The US constitution allowed for the creation of a federal district, and the 23rd amendment, adopted in 1961, gave the city three Electoral College votes in presidential elections.

But Washington DC has never had voting representation in Congress, despite having over 700,000 residents — more than Vermont and Wyoming — and paying more in federal taxes per capita than any state.

Car registration plates in the district bear the slogan “End taxation without representation”, echoing the “No taxation without representation” rallying cry of the American Revolution.

The city is represented in the House by Eleanor Holmes Norton, a Democrat who is a non-voting delegate. It has no senators.

Norton first introduced a bill to make Washington a state almost three decades ago, in 1993. That measure failed, 277-153, garnering support from less than half of Democrats and just one Republican.

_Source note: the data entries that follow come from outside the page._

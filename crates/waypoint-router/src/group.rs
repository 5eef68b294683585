//! Route groups.
//!
//! A group is a scope of inherited attributes. Scopes nest: prefixes and
//! name prefixes concatenate outer to inner, middleware lists append outer to
//! inner, and the innermost declared domain wins.

use crate::route::GroupSnapshot;

/// Attributes declared by one `group` call.
///
/// # Example
///
/// ```rust
/// use waypoint_router::GroupAttributes;
///
/// let admin = GroupAttributes::new()
///     .prefix("/admin")
///     .name("admin.")
///     .middleware(["auth"]);
/// ```
#[derive(Debug, Clone, Default)]
pub struct GroupAttributes {
    prefix: Option<String>,
    domain: Option<String>,
    name: Option<String>,
    middleware: Vec<String>,
    without_middleware: Vec<String>,
}

impl GroupAttributes {
    /// Empty attribute set.
    #[must_use]
    pub fn new() -> Self {
        Self::default()
    }

    /// Path prefix joined with `/`.
    pub fn prefix(mut self, prefix: impl Into<String>) -> Self {
        self.prefix = Some(prefix.into());
        self
    }

    /// Host pattern for every route in the group.
    pub fn domain(mut self, domain: impl Into<String>) -> Self {
        self.domain = Some(domain.into());
        self
    }

    /// Name prefix, concatenated verbatim (include your own separator).
    pub fn name(mut self, name: impl Into<String>) -> Self {
        self.name = Some(name.into());
        self
    }

    /// Middleware references appended to every route in the group.
    pub fn middleware<I, S>(mut self, refs: I) -> Self
    where
        I: IntoIterator<Item = S>,
        S: Into<String>,
    {
        self.middleware.extend(refs.into_iter().map(Into::into));
        self
    }

    /// Middleware names excluded from every route in the group.
    pub fn without_middleware<I, S>(mut self, names: I) -> Self
    where
        I: IntoIterator<Item = S>,
        S: Into<String>,
    {
        self.without_middleware
            .extend(names.into_iter().map(Into::into));
        self
    }
}

/// The merged attributes of every active group, outermost first.
#[derive(Debug, Clone, Default)]
pub(crate) struct GroupScope {
    pub prefix: String,
    pub domain: Option<String>,
    pub name_prefix: String,
    pub middleware: Vec<String>,
    pub without_middleware: Vec<String>,
}

impl GroupScope {
    /// Nests `attrs` inside this scope.
    pub fn nest(&self, attrs: GroupAttributes) -> Self {
        let prefix = match attrs.prefix {
            Some(prefix) => join_paths(&self.prefix, &prefix),
            None => self.prefix.clone(),
        };

        let mut middleware = self.middleware.clone();
        middleware.extend(attrs.middleware);
        let mut without_middleware = self.without_middleware.clone();
        without_middleware.extend(attrs.without_middleware);

        Self {
            prefix,
            domain: attrs.domain.or_else(|| self.domain.clone()),
            name_prefix: format!("{}{}", self.name_prefix, attrs.name.unwrap_or_default()),
            middleware,
            without_middleware,
        }
    }

    pub fn snapshot(&self) -> GroupSnapshot {
        GroupSnapshot {
            prefix: self.prefix.clone(),
            domain: self.domain.clone(),
            name_prefix: self.name_prefix.clone(),
        }
    }
}

/// Joins two path fragments with exactly one `/` between them.
///
/// The result always starts with `/`; an empty result is `/`.
pub(crate) fn join_paths(base: &str, path: &str) -> String {
    let base = base.trim_matches('/');
    let path = path.trim_matches('/');
    match (base.is_empty(), path.is_empty()) {
        (true, true) => "/".to_string(),
        (true, false) => format!("/{path}"),
        (false, true) => format!("/{base}"),
        (false, false) => format!("/{base}/{path}"),
    }
}
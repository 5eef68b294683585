//! Structured logging for Waypoint.
//!
//! Installs a `tracing-subscriber` registry with an [`EnvFilter`] and either
//! JSON or human-readable output. `RUST_LOG` takes precedence over the
//! configured level when it is set.
//!
//! # Example
//!
//! ```rust,no_run
//! use waypoint_telemetry::logging::{init_logging, LogConfig};
//!
//! init_logging(&LogConfig::default())?;
//! tracing::info!(route = "users.show", "route matched");
//! # Ok::<(), waypoint_telemetry::TelemetryError>(())
//! ```

use serde::{Deserialize, Serialize};
use tracing::Subscriber;
use tracing_subscriber::filter::LevelFilter;
use tracing_subscriber::fmt::MakeWriter;
use tracing_subscriber::layer::SubscriberExt;
use tracing_subscriber::{EnvFilter, Layer, Registry};

use crate::error::TelemetryError;
use crate::TelemetryResult;

/// Output format of log lines.
#[derive(Debug, Clone, Copy, Default, PartialEq, Eq, Serialize, Deserialize)]
#[serde(rename_all = "lowercase")]
pub enum LogFormat {
    /// One JSON object per line.
    #[default]
    Json,
    /// Human-readable multi-field lines.
    Pretty,
}

/// Logging configuration.
#[derive(Debug, Clone)]
pub struct LogConfig {
    /// Whether logging is enabled.
    pub enabled: bool,

    /// Default level ("trace", "debug", "info", "warn", "error", "off").
    pub level: String,

    /// Output format.
    pub format: LogFormat,

    /// Whether pretty output uses ANSI colors.
    pub ansi_enabled: bool,

    /// Whether to include the target (module path).
    pub include_target: bool,
}

impl Default for LogConfig {
    fn default() -> Self {
        Self {
            enabled: true,
            level: "info".to_string(),
            format: LogFormat::Json,
            ansi_enabled: false,
            include_target: true,
        }
    }
}

impl LogConfig {
    /// Human-readable debug output.
    #[must_use]
    pub fn development() -> Self {
        Self {
            level: "debug".to_string(),
            format: LogFormat::Pretty,
            ansi_enabled: true,
            ..Self::default()
        }
    }

    /// JSON output at `info`.
    #[must_use]
    pub fn production() -> Self {
        Self::default()
    }
}

/// Parses a bare level name.
///
/// # Errors
///
/// Returns [`TelemetryError::InvalidFilter`] for anything `LevelFilter` does
/// not accept.
pub fn parse_level(level: &str) -> TelemetryResult<LevelFilter> {
    level
        .parse::<LevelFilter>()
        .map_err(|e| TelemetryError::invalid_filter(level, e))
}

/// Builds the subscriber described by `config`, writing to `writer`.
///
/// [`init_logging`] installs this with stdout; tests pass an in-memory
/// writer.
pub fn build_subscriber<W>(
    config: &LogConfig,
    writer: W,
) -> TelemetryResult<Box<dyn Subscriber + Send + Sync>>
where
    W: for<'w> MakeWriter<'w> + Send + Sync + 'static,
{
    let level = parse_level(&config.level)?;
    let filter = EnvFilter::try_from_default_env()
        .unwrap_or_else(|_| EnvFilter::default().add_directive(level.into()));

    let layer: Box<dyn Layer<Registry> + Send + Sync> = match config.format {
        LogFormat::Json => tracing_subscriber::fmt::layer()
            .json()
            .with_current_span(true)
            .with_target(config.include_target)
            .with_writer(writer)
            .boxed(),
        LogFormat::Pretty => tracing_subscriber::fmt::layer()
            .with_ansi(config.ansi_enabled)
            .with_target(config.include_target)
            .with_writer(writer)
            .boxed(),
    };

    Ok(Box::new(
        tracing_subscriber::registry().with(layer.with_filter(filter)),
    ))
}

/// Installs the global subscriber.
///
/// Does nothing when logging is disabled.
///
/// # Errors
///
/// Returns `TelemetryError::LoggingInit` if a global subscriber is already
/// set, or `InvalidFilter` if the level does not parse.
pub fn init_logging(config: &LogConfig) -> TelemetryResult<()> {
    if !config.enabled {
        return Ok(());
    }

    let subscriber = build_subscriber(config, std::io::stdout)?;
    tracing::subscriber::set_global_default(subscriber)
        .map_err(|e| TelemetryError::LoggingInit(e.to_string()))
}

/// Field names used across Waypoint's log events.
pub mod fields {
    /// Request ID.
    pub const REQUEST_ID: &str = "request_id";

    /// Matched route name.
    pub const ROUTE: &str = "route";

    /// Handler identifier.
    pub const HANDLER: &str = "handler";

    /// Middleware name.
    pub const MIDDLEWARE: &str = "middleware";

    /// HTTP method.
    pub const HTTP_METHOD: &str = "method";

    /// Request path.
    pub const HTTP_PATH: &str = "path";

    /// Response status code.
    pub const HTTP_STATUS: &str = "status";

    /// Duration in milliseconds.
    pub const DURATION_MS: &str = "duration_ms";

    /// Error message.
    pub const ERROR: &str = "error";
}

#[cfg(test)]
mod tests {
    use super::*;
    use std::io::{self, Write};
    use std::sync::{Arc, Mutex};

    #[derive(Clone, Default)]
    struct Captured(Arc<Mutex<Vec<u8>>>);

    impl Write for Captured {
        fn write(&mut self, buf: &[u8]) -> io::Result<usize> {
            self.0.lock().unwrap().extend_from_slice(buf);
            Ok(buf.len())
        }

        fn flush(&mut self) -> io::Result<()> {
            Ok(())
        }
    }

    impl Captured {
        fn contents(&self) -> String {
            String::from_utf8(self.0.lock().unwrap().clone()).unwrap()
        }
    }

    #[test]
    fn test_default_config() {
        let config = LogConfig::default();
        assert!(config.enabled);
        assert_eq!(config.format, LogFormat::Json);
        assert_eq!(config.level, "info");
    }

    #[test]
    fn test_development_config() {
        let config = LogConfig::development();
        assert_eq!(config.format, LogFormat::Pretty);
        assert!(config.ansi_enabled);
        assert_eq!(config.level, "debug");
    }

    #[test]
    fn test_parse_level() {
        assert_eq!(parse_level("warn").unwrap(), LevelFilter::WARN);
        assert_eq!(parse_level("OFF").unwrap(), LevelFilter::OFF);
        assert!(matches!(
            parse_level("loud"),
            Err(TelemetryError::InvalidFilter { .. })
        ));
    }

    #[test]
    fn test_format_deserializes_lowercase() {
        let format: LogFormat = serde_json::from_str("\"pretty\"").unwrap();
        assert_eq!(format, LogFormat::Pretty);
    }

    #[test]
    fn test_json_output_carries_fields() {
        let captured = Captured::default();
        let writer = captured.clone();
        let config = LogConfig {
            level: "debug".to_string(),
            ..LogConfig::default()
        };
        let subscriber = build_subscriber(&config, move || writer.clone()).unwrap();

        tracing::subscriber::with_default(subscriber, || {
            tracing::debug!(request_id = "req-1", route = "users.show", "route matched");
        });

        let output = captured.contents();
        let line: serde_json::Value = serde_json::from_str(output.lines().next().unwrap()).unwrap();
        assert_eq!(line["fields"][fields::REQUEST_ID], "req-1");
        assert_eq!(line["fields"][fields::ROUTE], "users.show");
        assert_eq!(line["fields"]["message"], "route matched");
    }

    #[test]
    fn test_disabled_logging() {
        let config = LogConfig {
            enabled: false,
            ..Default::default()
        };
        assert!(init_logging(&config).is_ok());
    }
}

However, support for making the capital the 51st state has grown in recent years, both among lawmakers and the general public. The cause has gained momentum in recent months alongside the Black Lives Matter movement, as well as Democrats’ victories in winning back the White House and the Senate. Last year, the House passed a similar statehood measure that died in the Senate, then under Republican control.

Public opinion polling shows Americans are divided on the issue. A Fortune poll in January found 49 per cent of Americans favoured DC statehood, while 45 per cent were opposed.

Republican lawmakers, including Mitt Romney and Adam Kinzinger, have in recent weeks suggested alternatives to full statehood, including absorbing Washington DC into the neighbouring state of Maryland, or allowing Norton to become a voting member of the House.